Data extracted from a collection
= Beginning of Section =

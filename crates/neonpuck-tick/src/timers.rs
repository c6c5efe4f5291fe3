use std::time::Duration;

use tokio::time::{self, Instant};

/// Named one-shot timers owned by a single task.
///
/// At most one timer per key: scheduling a key that is already pending
/// replaces its deadline. Canceling is plain removal, so a canceled timer
/// can never fire late.
#[derive(Debug)]
pub struct TimerSet<K> {
    pending: Vec<(K, Instant)>,
}

impl<K: Copy + Eq + std::fmt::Debug> TimerSet<K> {
    pub fn new() -> Self {
        Self {
            pending: Vec::new(),
        }
    }

    /// Arms `key` to fire `after` from now, replacing any pending deadline.
    pub fn schedule(&mut self, key: K, after: Duration) {
        let deadline = Instant::now() + after;
        match self.pending.iter_mut().find(|(k, _)| *k == key) {
            Some(entry) => entry.1 = deadline,
            None => self.pending.push((key, deadline)),
        }
        tracing::trace!(?key, after_ms = after.as_millis() as u64, "timer scheduled");
    }

    /// Returns whether `key` was pending.
    pub fn cancel(&mut self, key: K) -> bool {
        let before = self.pending.len();
        self.pending.retain(|(k, _)| *k != key);
        before != self.pending.len()
    }

    pub fn cancel_all(&mut self) {
        self.pending.clear();
    }

    pub fn is_scheduled(&self, key: K) -> bool {
        self.pending.iter().any(|(k, _)| *k == key)
    }

    pub fn is_empty(&self) -> bool {
        self.pending.is_empty()
    }

    /// Waits for the earliest pending timer, removes it, and returns its key.
    /// Ties fire in scheduling order. Pends forever when nothing is pending.
    ///
    /// Cancel-safe: nothing is removed unless the future completes.
    pub async fn expired(&mut self) -> K {
        let Some(index) = self.earliest() else {
            return std::future::pending().await;
        };
        time::sleep_until(self.pending[index].1).await;
        self.pending.remove(index).0
    }

    fn earliest(&self) -> Option<usize> {
        self.pending
            .iter()
            .enumerate()
            .min_by_key(|(_, (_, deadline))| *deadline)
            .map(|(i, _)| i)
    }
}

impl<K: Copy + Eq + std::fmt::Debug> Default for TimerSet<K> {
    fn default() -> Self {
        Self::new()
    }
}
//! Deterministic air-hockey physics for Neon Puck.
//!
//! This crate is the single source of truth for how the puck moves. It has
//! no I/O, no clock, and no randomness: [`step`] is a pure function of the
//! [`GameState`] it is given. The server runs it at a fixed 60 Hz for every
//! networked match, and a single-device game runs the same code locally.
//!
//! # Key types
//!
//! - [`GameState`]: puck, both paddles, scores
//! - [`step`] / [`StepEvent`]: advance one tick and report what happened
//! - [`Side`]: left (player 1) or right (player 2)
//! - [`consts`]: court geometry and tuning

pub mod consts;
mod state;
mod step;

pub use state::{GameState, Paddle, Puck, Side};
pub use step::{step, StepEvent};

= End of Section =

§ **About this exercise**: Look through the data and show every line containing "single".

§ **Task answer**:
/// Named one-shot timers owned by a single task.
//! This crate is the single source of truth for how the puck moves. It has
//! networked match, and a single-device game runs the same code locally.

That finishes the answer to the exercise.